Rewane also cast doubt on the supposed drop in food prices, noting that the price trajectory of essential commodities such as rice remains unpredictable.
“Food prices come down, yes, we have seen some movement in some food prices, but are they sustainable? We’ve seen the price of rice and it’s gone all over the place,” he said.
He attributed the recent dip in rice prices to external influences, including increased imports and widespread rumours about contaminated products.
“Rice dropped, one, because of imports. Two, because of the rumour that there’s poison rice, so people are not buying the rice. But we have not seen a massive shift to the substitutes for rice yet, so that is something that needs to be looked at.”
“When you look at the food basket, you find that the price of tomatoes went up by 107 percent because of tomato ebola, while the price of dairy actually stayed a little bit stable, so those are the things that we’re looking at.
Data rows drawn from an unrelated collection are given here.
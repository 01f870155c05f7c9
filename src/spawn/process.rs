//! Local child process with piped stdio

use crate::result::ExpectError;
use crate::spawn::{SpawnStreams, Spawnable};
use log::{debug, warn};
use std::process::Stdio;
use tokio::io::{AsyncRead, AsyncWrite};
use tokio::process::{Child, Command};

/// A child process controlled through ordinary pipes.
///
/// Stdout and stderr are separate streams, so this is the adapter to use
/// when `expect_err` matters. Must be created inside a tokio runtime.
///
/// # Examples
///
/// ```no_run
/// use expectr::{ProcessSpawn, Session};
///
/// # async fn example() -> Result<(), Box<dyn std::error::Error>> {
/// let spawn = ProcessSpawn::new("cat")?;
/// let mut session = Session::builder().attach(spawn)?;
/// # Ok(())
/// # }
/// ```
pub struct ProcessSpawn {
    child: Child,
    exit: Option<i32>,
    streams: Option<SpawnStreams>,
}

impl ProcessSpawn {
    /// Launch `command`, splitting it on whitespace into program and
    /// arguments.
    ///
    /// # Errors
    ///
    /// [`ExpectError::Launch`] if the command is empty or cannot be
    /// spawned.
    pub fn new(command: &str) -> Result<Self, ExpectError> {
        let mut parts = command.split_whitespace();
        let program = parts
            .next()
            .ok_or_else(|| ExpectError::Launch("empty command".to_string()))?;

        let mut cmd = Command::new(program);
        cmd.args(parts)
            .stdin(Stdio::piped())
            .stdout(Stdio::piped())
            .stderr(Stdio::piped());

        let mut child = cmd
            .spawn()
            .map_err(|e| ExpectError::Launch(format!("{command}: {e}")))?;
        debug!("spawned process: {command}");

        let output = child
            .stdout
            .take()
            .ok_or_else(|| ExpectError::Launch("child has no stdout".to_string()))?;
        let streams = SpawnStreams {
            input: child
                .stdin
                .take()
                .map(|s| Box::new(s) as Box<dyn AsyncWrite + Send + Unpin>),
            output: Box::new(output),
            error: child
                .stderr
                .take()
                .map(|s| Box::new(s) as Box<dyn AsyncRead + Send + Unpin>),
        };

        Ok(Self {
            child,
            exit: None,
            streams: Some(streams),
        })
    }
}

impl Spawnable for ProcessSpawn {
    fn take_streams(&mut self) -> Result<SpawnStreams, ExpectError> {
        self.streams
            .take()
            .ok_or_else(|| ExpectError::Launch("process streams already taken".to_string()))
    }

    fn is_terminated(&mut self) -> bool {
        if self.exit.is_some() {
            return true;
        }
        match self.child.try_wait() {
            Ok(Some(status)) => {
                // Signal-killed processes have no code; report -1.
                self.exit = Some(status.code().unwrap_or(-1));
                true
            }
            Ok(None) => false,
            Err(e) => {
                warn!("polling child status failed: {e}");
                false
            }
        }
    }

    fn exit_code(&mut self) -> Result<i32, ExpectError> {
        if self.is_terminated() {
            self.exit.ok_or(ExpectError::NotTerminated)
        } else {
            Err(ExpectError::NotTerminated)
        }
    }

    fn terminate(&mut self) {
        if self.exit.is_none() {
            if let Err(e) = self.child.start_kill() {
                debug!("kill failed (process likely already gone): {e}");
            }
        }
    }
}

#[cfg(test)]
mod tests {
    use super::*;
    use std::time::Duration;

    #[tokio::test]
    async fn test_launch_failure_for_missing_program() {
        let result = ProcessSpawn::new("definitely-not-a-real-program-xyz");
        assert!(matches!(result, Err(ExpectError::Launch(_))));
    }

    #[tokio::test]
    async fn test_launch_failure_for_empty_command() {
        assert!(matches!(
            ProcessSpawn::new("   "),
            Err(ExpectError::Launch(_))
        ));
    }

    #[tokio::test]
    async fn test_streams_taken_once() {
        let mut spawn = ProcessSpawn::new("cat").unwrap();
        assert!(spawn.take_streams().is_ok());
        assert!(matches!(
            spawn.take_streams(),
            Err(ExpectError::Launch(_))
        ));
        spawn.terminate();
    }

    #[tokio::test]
    async fn test_exit_code_lifecycle() {
        let mut spawn = ProcessSpawn::new("false").unwrap();
        // Wait for the process to finish.
        for _ in 0..100 {
            if spawn.is_terminated() {
                break;
            }
            tokio::time::sleep(Duration::from_millis(10)).await;
        }
        assert!(spawn.is_terminated());
        assert_eq!(spawn.exit_code().unwrap(), 1);
    }

    #[tokio::test]
    async fn test_exit_code_before_termination() {
        let mut spawn = ProcessSpawn::new("cat").unwrap();
        assert!(!spawn.is_terminated());
        assert!(matches!(
            spawn.exit_code(),
            Err(ExpectError::NotTerminated)
        ));
        spawn.terminate();
        spawn.terminate(); // idempotent
    }
}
“When you look at inflation, you have to begin to look at what causes inflation to decline. Is it a weak exchange rate that leads to inflation, or is it inflation that leads to a weak exchange rate?”
According to Rewane, government-led initiatives to control food prices through direct intervention in food production or sales are fundamentally flawed.
“It’s not the government, producing food or government selling food, that’s the wrong way to go about it,” the economist said.
“The markets determine exactly what the efficient price of a commodity is, there’s an equilibrium price. The man who is selling rice, imports the rice and sells it in the market. The market, the consumer, based on his salary and his demand, will buy the rice.
“I don’t think we should be seeing the interventions that are going to bring down prices, most, you have an output gap. That output gap will be filled by people who are producing in the market.”
He further explained that inflation is driven by both supply and demand dynamics. On the supply side, challenges such as insecurity, poor infrastructure, and high transportation costs contribute to reduced output.
On the demand side, excess liquidity pushes prices higher.
“Inflation has two factors to it. One is the fact that there’s production shortfall because of insecurity, because of herders and all sorts of things, and the cost of logistics, petrol, diesel, and all the other things. Then there’s a demand side where people have excess liquidity and they are buying more.”
Rewane concluded by noting that while the Central Bank can curb demand through interest rate hikes, boosting supply requires broader economic reforms.
He emphasized that sustainable growth and price stability depend on improvements in energy supply, transportation, lower business costs, and enhanced agricultural productivity—factors that ultimately influence price equilibrium.